I
Allí
va Constanza, huyendo del agua como si fuera veneno. Sus tacones se clavan en
el asfalto que, tramposo y resbaladizo, amenaza con hacerla caer. Después de tres intentos por
abrir su paraguas, se rinde y decide refugiarse bajo el periódico que trae en
la bolsa. El agua pronto destruye las historias de los días porque el papel no
resiste tal tempestad. Ella tampoco. Corre desesperada hasta que por fin
encuentra una marquesina en el café “La Piedad”, donde se detiene un momento
para descansar de la lluvia. Mira de reojo por el cristal del local cuando allí
lo ve: es su padre. Detiene la mirada para verlo mejor, sí, es Él, a quien no
ve desde el funeral de su hermano hace cinco años, cuando por dolor escapó de
la vida que tuvieron juntos. El cristal acentúa la distancia que los separa: Él
adentro, a salvo; Ella, afuera en un mundo que se le viene encima. Siente una
explosión en el pecho y llora, por suerte su llanto se confunde con la lluvia y
nadie nota su derrumbe. Constanza decide alejarse de allí aunque eso implique
adentrarse en la tormenta. Algo acaba de cambiar en su cabeza. Camina lento, pero
con firmeza; no quiere escapar más de la lluvia, va hacia ella, con ella; va,
pero ya no huye, pues de nada sirve correr si es adentro donde llueve.
II
Llueve
en mí desde hace tiempo. Con los años me he acostumbrado a ese sentimiento que
me causa un frío que me duele en la espalda y que, en días como éste, subraya
mi soledad. Esta mañana decidí ir a “La
Piedad” donde siempre pido un manchado con tres cucharadas de azúcar
para endulzar mi vacío. Estaba a punto
de pagar la cuenta cuando una lluvia terrible cayó sobre aquel diminuto pedazo
de mundo.
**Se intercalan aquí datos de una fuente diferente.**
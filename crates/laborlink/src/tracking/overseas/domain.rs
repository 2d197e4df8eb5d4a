use chrono::NaiveDate;
use serde::{Deserialize, Serialize};

use crate::tracking::directory::{CandidateId, CandidateIdentity};
use crate::tracking::{parse_optional_date, ExamResult, ValidationError};

/// Police clearance certificate state.
#[derive(Debug, Clone, Copy, PartialEq, Eq, Serialize, Deserialize)]
#[serde(rename_all = "SCREAMING_SNAKE_CASE")]
pub enum PoliceStatus {
    Issued,
    Pending,
    Rejected,
}

impl PoliceStatus {
    pub const fn label(self) -> &'static str {
        match self {
            PoliceStatus::Issued => "ISSUED",
            PoliceStatus::Pending => "PENDING",
            PoliceStatus::Rejected => "REJECTED",
        }
    }

    pub fn parse(raw: &str) -> Option<Self> {
        match raw.trim().to_ascii_uppercase().as_str() {
            "ISSUED" => Some(Self::Issued),
            "PENDING" => Some(Self::Pending),
            "REJECTED" => Some(Self::Rejected),
            _ => None,
        }
    }
}

/// Record-level state of the pre-arrival pipeline.
#[derive(Debug, Clone, Copy, PartialEq, Eq, Serialize, Deserialize)]
#[serde(rename_all = "SCREAMING_SNAKE_CASE")]
pub enum OverseasStatus {
    Blocked,
    Completed,
    InProgress,
}

impl OverseasStatus {
    pub const fn label(self) -> &'static str {
        match self {
            OverseasStatus::Blocked => "BLOCKED",
            OverseasStatus::Completed => "COMPLETED",
            OverseasStatus::InProgress => "IN_PROGRESS",
        }
    }

    pub fn parse(raw: &str) -> Option<Self> {
        match raw.trim().to_ascii_uppercase().as_str() {
            "BLOCKED" => Some(Self::Blocked),
            "COMPLETED" => Some(Self::Completed),
            "IN_PROGRESS" => Some(Self::InProgress),
            _ => None,
        }
    }
}

/// One progress record per candidate. `passport_expiry_ok` and
/// `overall_status` are derived on every write.
#[derive(Debug, Clone, PartialEq, Serialize, Deserialize)]
pub struct OverseasProgressRecord {
    pub candidate_id: CandidateId,

    pub medical_exam_date: Option<NaiveDate>,
    pub medical_result: Option<ExamResult>,
    pub medical_remark: Option<String>,

    pub police_clearance_date: Option<NaiveDate>,
    pub police_status: Option<PoliceStatus>,
    pub police_remark: Option<String>,

    pub passport_checked: bool,
    pub passport_expiry_ok: Option<bool>,
    pub passport_remark: Option<String>,

    pub arc_checked: bool,
    pub arc_has_issues: bool,
    pub arc_remark: Option<String>,

    pub overall_status: OverseasStatus,
}

impl OverseasProgressRecord {
    pub fn new(candidate_id: CandidateId) -> Self {
        Self {
            candidate_id,
            medical_exam_date: None,
            medical_result: None,
            medical_remark: None,
            police_clearance_date: None,
            police_status: None,
            police_remark: None,
            passport_checked: false,
            passport_expiry_ok: None,
            passport_remark: None,
            arc_checked: false,
            arc_has_issues: false,
            arc_remark: None,
            overall_status: OverseasStatus::InProgress,
        }
    }

    /// Overlay supplied fields; omitted fields keep their stored value.
    pub fn apply(&mut self, fields: OverseasProgressFields) {
        let OverseasProgressFields {
            medical_exam_date,
            medical_result,
            medical_remark,
            police_clearance_date,
            police_status,
            police_remark,
            passport_checked,
            passport_expiry_ok,
            passport_remark,
            arc_checked,
            arc_has_issues,
            arc_remark,
        } = fields;

        overlay(&mut self.medical_exam_date, medical_exam_date);
        overlay(&mut self.medical_result, medical_result);
        overlay(&mut self.medical_remark, medical_remark);
        overlay(&mut self.police_clearance_date, police_clearance_date);
        overlay(&mut self.police_status, police_status);
        overlay(&mut self.police_remark, police_remark);
        if let Some(checked) = passport_checked {
            self.passport_checked = checked;
        }
        overlay(&mut self.passport_expiry_ok, passport_expiry_ok);
        overlay(&mut self.passport_remark, passport_remark);
        if let Some(checked) = arc_checked {
            self.arc_checked = checked;
        }
        if let Some(has_issues) = arc_has_issues {
            self.arc_has_issues = has_issues;
        }
        overlay(&mut self.arc_remark, arc_remark);
    }
}

fn overlay<T>(slot: &mut Option<T>, value: Option<T>) {
    if value.is_some() {
        *slot = value;
    }
}

/// Raw PUT body; dates and enums arrive as strings.
#[derive(Debug, Clone, Default, Deserialize)]
#[serde(rename_all = "camelCase")]
pub struct OverseasProgressUpdate {
    pub medical_exam_date: Option<String>,
    pub medical_result: Option<String>,
    pub medical_remark: Option<String>,
    pub police_clearance_date: Option<String>,
    pub police_status: Option<String>,
    pub police_remark: Option<String>,
    pub passport_checked: Option<bool>,
    pub passport_expiry_ok: Option<bool>,
    pub passport_remark: Option<String>,
    pub arc_checked: Option<bool>,
    pub arc_has_issues: Option<bool>,
    pub arc_remark: Option<String>,
}

impl OverseasProgressUpdate {
    pub fn validate(self) -> Result<OverseasProgressFields, ValidationError> {
        let mut details = Vec::new();

        let medical_exam_date =
            parse_optional_date("medicalExamDate", self.medical_exam_date.as_deref(), &mut details);
        let police_clearance_date = parse_optional_date(
            "policeClearanceDate",
            self.police_clearance_date.as_deref(),
            &mut details,
        );

        let medical_result = parse_enum(
            "medicalResult",
            self.medical_result.as_deref(),
            "PASS, FAIL, PENDING",
            ExamResult::parse,
            &mut details,
        );
        let police_status = parse_enum(
            "policeStatus",
            self.police_status.as_deref(),
            "ISSUED, PENDING, REJECTED",
            PoliceStatus::parse,
            &mut details,
        );

        if !details.is_empty() {
            return Err(ValidationError::new(details));
        }

        Ok(OverseasProgressFields {
            medical_exam_date,
            medical_result,
            medical_remark: self.medical_remark,
            police_clearance_date,
            police_status,
            police_remark: self.police_remark,
            passport_checked: self.passport_checked,
            passport_expiry_ok: self.passport_expiry_ok,
            passport_remark: self.passport_remark,
            arc_checked: self.arc_checked,
            arc_has_issues: self.arc_has_issues,
            arc_remark: self.arc_remark,
        })
    }
}

fn parse_enum<T>(
    field: &str,
    raw: Option<&str>,
    allowed: &str,
    parse: impl Fn(&str) -> Option<T>,
    details: &mut Vec<String>,
) -> Option<T> {
    let raw = raw?;
    if raw.trim().is_empty() {
        return None;
    }
    match parse(raw) {
        Some(value) => Some(value),
        None => {
            details.push(format!("{field} must be one of {allowed}, got '{raw}'"));
            None
        }
    }
}

/// Validated, typed form of an update.
#[derive(Debug, Clone, PartialEq)]
pub struct OverseasProgressFields {
    pub medical_exam_date: Option<NaiveDate>,
    pub medical_result: Option<ExamResult>,
    pub medical_remark: Option<String>,
    pub police_clearance_date: Option<NaiveDate>,
    pub police_status: Option<PoliceStatus>,
    pub police_remark: Option<String>,
    pub passport_checked: Option<bool>,
    pub passport_expiry_ok: Option<bool>,
    pub passport_remark: Option<String>,
    pub arc_checked: Option<bool>,
    pub arc_has_issues: Option<bool>,
    pub arc_remark: Option<String>,
}

/// Wire representation joined with candidate identity.
#[derive(Debug, Clone, Serialize)]
#[serde(rename_all = "camelCase")]
pub struct OverseasProgressView {
    pub candidate_id: CandidateId,
    pub candidate_name_zh: String,
    pub candidate_name_en: String,
    pub passport_no: Option<String>,
    pub nationality: Option<String>,
    pub medical_exam_date: Option<NaiveDate>,
    pub medical_result: Option<ExamResult>,
    pub medical_remark: Option<String>,
    pub police_clearance_date: Option<NaiveDate>,
    pub police_status: Option<PoliceStatus>,
    pub police_remark: Option<String>,
    pub passport_checked: bool,
    pub passport_expiry_ok: Option<bool>,
    pub passport_remark: Option<String>,
    pub arc_checked: bool,
    pub arc_has_issues: bool,
    pub arc_remark: Option<String>,
    pub overall_status: OverseasStatus,
}

impl OverseasProgressView {
    pub fn from_record(record: OverseasProgressRecord, candidate: CandidateIdentity) -> Self {
        Self {
            candidate_id: record.candidate_id,
            candidate_name_zh: candidate.name_zh,
            candidate_name_en: candidate.name_en,
            passport_no: candidate.passport_no,
            nationality: candidate.nationality,
            medical_exam_date: record.medical_exam_date,
            medical_result: record.medical_result,
            medical_remark: record.medical_remark,
            police_clearance_date: record.police_clearance_date,
            police_status: record.police_status,
            police_remark: record.police_remark,
            passport_checked: record.passport_checked,
            passport_expiry_ok: record.passport_expiry_ok,
            passport_remark: record.passport_remark,
            arc_checked: record.arc_checked,
            arc_has_issues: record.arc_has_issues,
            arc_remark: record.arc_remark,
            overall_status: record.overall_status,
        }
    }

    /// The benign "no progress recorded yet" default.
    pub fn stub(candidate: CandidateIdentity) -> Self {
        let candidate_id = candidate.candidate_id.clone();
        Self::from_record(OverseasProgressRecord::new(candidate_id), candidate)
    }
}

/// Fixed four-checkpoint summary rendered for case officers.
#[derive(Debug, Clone, Serialize)]
#[serde(rename_all = "camelCase")]
pub struct ProgressReport {
    pub candidate_id: CandidateId,
    pub candidate_name_zh: String,
    pub candidate_name_en: String,
    pub checkpoints: Vec<CheckpointSummary>,
    pub overall_status: OverseasStatus,
}

#[derive(Debug, Clone, Serialize)]
#[serde(rename_all = "camelCase")]
pub struct CheckpointSummary {
    pub checkpoint: &'static str,
    pub status: String,
    pub remark: Option<String>,
}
Me senté junto a la ventana que era el único lugar disponible a esa
hora cuando el café está a reventar. A mí no me gustan las ventanas porque no me gusta
que me vean, lo mío es la invisibilidad. Pero ante el ritmo de la lluvia, me
senté a esperar. Sentí de repente una mirada que me dejó intranquilo, como si
al verme me hubieran despojado de algo. Volteé a la ventana, esa mirada salía
de los ojos heridos de una mujer que reconocí al instante: era mi hija
Constanza, empapada y linda. Los años le sientan bien. No pude decir nada, ni
siquiera mirarla fijamente. Verla me hace sentir frágil e inmundo. Por eso me
alejé, para no lastimarla, para no hacerla sufrir, para quitar de su camino la
pena de lidiar conmigo, pero hoy esta
lluvia interminable y jodida nos volvió a encontrar y sé que los dos estaremos
tristes.
III
Prefiero
cuando llueve, me va mejor. El sol me desgasta y hacen que me duelan las
costillas, varillas brillantes que reflejan a quién me porta. Soy más elegante
cuando llueve y por eso lo prefiero. Soy vieja y vivo entre las cajas de
mudanza de una mujer que siempre cambia de lugar. Cuando llueve soy un escudo contra la furia
del cielo, pero hoy no sé qué me pasó, no pude funcionar, últimamente me he
sentido mal, creo que no sirvo más. Esta
mañana Constanza por poco y me olvida, pero la inminente lluvia la hizo volver
por mí. Después de tres intentos por hacerme funcionar, mi dueña me aventó con
coraje dentro de su bolsa y decidió taparse con el periódico amarillista que le
encanta leer. Sentí cómo por un momento se detuvo, no pude ver en dónde
estábamos porque su cartera me tapaba la vista hacia afuera, pero la escuché
llorar. Al volver a casa me aventó con coraje contra el suelo. Escuché la
historia que le contó a Mariana por teléfono. Si yo hubiera abierto, ella no se
habría detenido bajo aquella marquesina del café “La Piedad” y no hubiera visto
a su padre, con quién no habla desde hace cinco años.
Ahora
Ella está triste y ha sido mi culpa.